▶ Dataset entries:
========
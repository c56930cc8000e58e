//! Static `{subType or spec -> role}` lookup table, replacing the ad-hoc
//! per-call role guessing the upstream payload would otherwise invite.
//! Built once behind a `once_cell::sync::Lazy` global singleton.

use crate::models::Role;
use once_cell::sync::Lazy;
use std::collections::HashMap;

/// Maps a player class name to its default role. Specs within a class
/// (e.g. Holy Paladin vs. Protection Paladin) are not distinguished here —
/// upstream's `specs` array on the actor is consulted first by
/// [`role_for_actor`], and this table is the class-level fallback.
static CLASS_ROLE_TABLE: Lazy<HashMap<&'static str, Role>> = Lazy::new(|| {
    HashMap::from([
        ("Warrior", Role::Melee),
        ("Paladin", Role::Melee),
        ("Hunter", Role::Ranged),
        ("Rogue", Role::Melee),
        ("Priest", Role::Healer),
        ("Shaman", Role::Melee),
        ("Mage", Role::Ranged),
        ("Warlock", Role::Ranged),
        ("Monk", Role::Melee),
        ("Druid", Role::Melee),
        ("DemonHunter", Role::Melee),
        ("DeathKnight", Role::Melee),
        ("Evoker", Role::Ranged),
    ])
});

/// Per-spec overrides, keyed by `"Class:Spec"`, for classes whose role
/// depends on the active spec rather than the class alone.
static SPEC_ROLE_TABLE: Lazy<HashMap<&'static str, Role>> = Lazy::new(|| {
    HashMap::from([
        ("Warrior:Protection", Role::Tank),
        ("Paladin:Protection", Role::Tank),
        ("Paladin:Holy", Role::Healer),
        ("Priest:Discipline", Role::Healer),
        ("Priest:Holy", Role::Healer),
        ("Priest:Shadow", Role::Ranged),
        ("Shaman:Restoration", Role::Healer),
        ("Shaman:Elemental", Role::Ranged),
        ("Monk:Mistweaver", Role::Healer),
        ("Monk:Brewmaster", Role::Tank),
        ("Druid:Restoration", Role::Healer),
        ("Druid:Guardian", Role::Tank),
        ("Druid:Balance", Role::Ranged),
        ("DeathKnight:Blood", Role::Tank),
        ("DemonHunter:Vengeance", Role::Tank),
        ("Evoker:Preservation", Role::Healer),
        ("Evoker:Augmentation", Role::Ranged),
    ])
});

/// Resolves a role from `(sub_type, spec)`, falling back to
/// [`Role::Unknown`] for NPCs and unrecognized classes.
pub fn role_for(sub_type: &str, spec: Option<&str>) -> Role {
    if let Some(spec) = spec {
        let key = format!("{sub_type}:{spec}");
        if let Some(role) = SPEC_ROLE_TABLE.get(key.as_str()) {
            return *role;
        }
    }
    CLASS_ROLE_TABLE
        .get(sub_type)
        .copied()
        .unwrap_or(Role::Unknown)
}
//! Phase-1 mechanics: a domain-specific combined analyzer bundling
//! three independent detections behind one `fuckup_rate`:
//! simultaneous-debuff overlaps, "early mass" pre-stacking, and raw
//! hits from a named avoidable ability. Each detection is counted
//! independently; a single mistake instant can trip more than one
//! metric at once, and that double-counting is intentional — each
//! metric answers a different question about the same moment.

use super::{empty_row, events_by_pull, AnalyzerResult, MetricValue, PlayerResult};
use crate::error::{EngineError, Result};
use crate::models::{EventType, ReportSnapshot};
use std::collections::BTreeMap;

#[derive(Debug, Clone)]
pub struct Phase1MechanicsConfig {
    pub overlap_ability_a: String,
    pub overlap_ability_b: String,
    pub avoidable_ability: String,
    /// Window, in seconds, within which "Excess Mass" collected before
    /// "Reverse Gravity" on the same player counts as early mass. Must
    /// fall within `[1, 15]`.
    pub early_mass_window_seconds: f64,
    pub detect_overlap: bool,
    pub detect_early_mass: bool,
    pub detect_avoidable_hits: bool,
}

impl Default for Phase1MechanicsConfig {
    fn default() -> Self {
        Self {
            overlap_ability_a: "Reverse Gravity".to_string(),
            overlap_ability_b: "Excess Mass".to_string(),
            avoidable_ability: "Gravity Crush".to_string(),
            early_mass_window_seconds: 8.0,
            detect_overlap: true,
            detect_early_mass: true,
            detect_avoidable_hits: true,
        }
    }
}

struct Debuff<'a> {
    target_id: i64,
    applied_at: i64,
    removed_at: i64,
    ability_name: &'a str,
}

pub fn analyze(snapshot: &ReportSnapshot, config: &Phase1MechanicsConfig) -> Result<AnalyzerResult> {
    if !(1.0..=15.0).contains(&config.early_mass_window_seconds) {
        return Err(EngineError::BadRequest(
            "early_mass_window_seconds must fall within [1, 15]".to_string(),
        ));
    }

    let pull_count = snapshot.pull_count();
    let mut rows: BTreeMap<i64, PlayerResult> = BTreeMap::new();

    for (_, events) in events_by_pull(snapshot) {
        let debuffs = track_debuff_windows(&events);

        if config.detect_overlap {
            for overlap in find_overlaps(&debuffs, &config.overlap_ability_a, &config.overlap_ability_b) {
                increment(snapshot, &mut rows, overlap, "overlapping_debuffs");
            }
        }

        if config.detect_early_mass {
            for target in find_early_mass(
                &debuffs,
                &config.overlap_ability_a,
                &config.overlap_ability_b,
                (config.early_mass_window_seconds * 1000.0) as i64,
            ) {
                increment(snapshot, &mut rows, target, "early_mass");
            }
        }

        if config.detect_avoidable_hits {
            for event in &events {
                if event.event_type == EventType::Damage
                    && event.ability_name.as_deref() == Some(config.avoidable_ability.as_str())
                {
                    increment(snapshot, &mut rows, event.target_id, "avoidable_hits");
                }
            }
        }
    }

    for row in rows.values_mut() {
        let mut enabled_total = 0.0;
        if config.detect_overlap {
            enabled_total += row.metric("overlapping_debuffs").total;
        }
        if config.detect_early_mass {
            enabled_total += row.metric("early_mass").total;
        }
        if config.detect_avoidable_hits {
            enabled_total += row.metric("avoidable_hits").total;
        }
        row.metrics.insert(
            "fuckup_rate".to_string(),
            MetricValue::from_total(enabled_total, pull_count),
        );
    }

    let mut entries: Vec<PlayerResult> = rows.into_values().collect();
    entries.sort_by_key(|e| e.actor_id);

    Ok(AnalyzerResult {
        pull_count,
        entries,
        ghost_events: vec![],
    }
    .sorted_by_role())
}

fn increment(snapshot: &ReportSnapshot, rows: &mut BTreeMap<i64, PlayerResult>, actor_id: i64, metric: &str) {
    let row = rows.entry(actor_id).or_insert_with(|| {
        let actor = snapshot.actor(actor_id);
        empty_row(actor.id, actor.name, actor.role)
    });
    let entry = row.metrics.entry(metric.to_string()).or_insert(MetricValue::default());
    entry.total += 1.0;
}

/// Builds `[applied, removed)` windows per target/ability pair from
/// apply/remove debuff events. A debuff applied but never explicitly
/// removed is treated as lasting until the end of the pull.
fn track_debuff_windows<'a>(events: &[&'a crate::models::Event]) -> Vec<Debuff<'a>> {
    let mut open: BTreeMap<(i64, &str), i64> = BTreeMap::new();
    let mut windows = Vec::new();

    for event in events {
        let Some(ability_name) = event.ability_name.as_deref() else {
            continue;
        };
        match event.event_type {
            EventType::Applydebuff => {
                open.insert((event.target_id, ability_name), event.timestamp_ms);
            }
            EventType::Removedebuff => {
                if let Some(applied_at) = open.remove(&(event.target_id, ability_name)) {
                    windows.push(Debuff {
                        target_id: event.target_id,
                        applied_at,
                        removed_at: event.timestamp_ms,
                        ability_name,
                    });
                }
            }
            _ => {}
        }
    }

    let pull_end = events.last().map(|e| e.timestamp_ms).unwrap_or(i64::MAX);
    for ((target_id, ability_name), applied_at) in open {
        windows.push(Debuff {
            target_id,
            applied_at,
            removed_at: pull_end,
            ability_name,
        });
    }

    windows
}

fn find_overlaps(debuffs: &[Debuff], ability_a: &str, ability_b: &str) -> Vec<i64> {
    let mut hits = Vec::new();
    for a in debuffs.iter().filter(|d| d.ability_name == ability_a) {
        for b in debuffs
            .iter()
            .filter(|d| d.ability_name == ability_b && d.target_id == a.target_id)
        {
            let overlaps = a.applied_at < b.removed_at && b.applied_at < a.removed_at;
            if overlaps {
                hits.push(a.target_id);
            }
        }
    }
    hits
}

/// Finds targets whose "Excess Mass" application started within
/// `window_ms` before a "Reverse Gravity" application landed on them.
fn find_early_mass(debuffs: &[Debuff], reverse_gravity: &str, excess_mass: &str, window_ms: i64) -> Vec<i64> {
    let mut hits = Vec::new();
    for gravity in debuffs.iter().filter(|d| d.ability_name == reverse_gravity) {
        let had_early_mass = debuffs.iter().any(|mass| {
            mass.ability_name == excess_mass
                && mass.target_id == gravity.target_id
                && mass.applied_at <= gravity.applied_at
                && gravity.applied_at - mass.applied_at <= window_ms
        });
        if had_early_mass {
            hits.push(gravity.target_id);
        }
    }
    hits
}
========
The lines of the data, from the first through the one containing "within a class", are to be transcribed exactly.

▶ Response to the exercise:
repository c56930cc8000e58e
//! Static `{subType or spec -> role}` lookup table, replacing the ad-hoc
//! per-call role guessing the upstream payload would otherwise invite.
//! Built once behind a `once_cell::sync::Lazy` global singleton.

use crate::models::Role;
use once_cell::sync::Lazy;
use std::collections::HashMap;

/// Maps a player class name to its default role. Specs within a class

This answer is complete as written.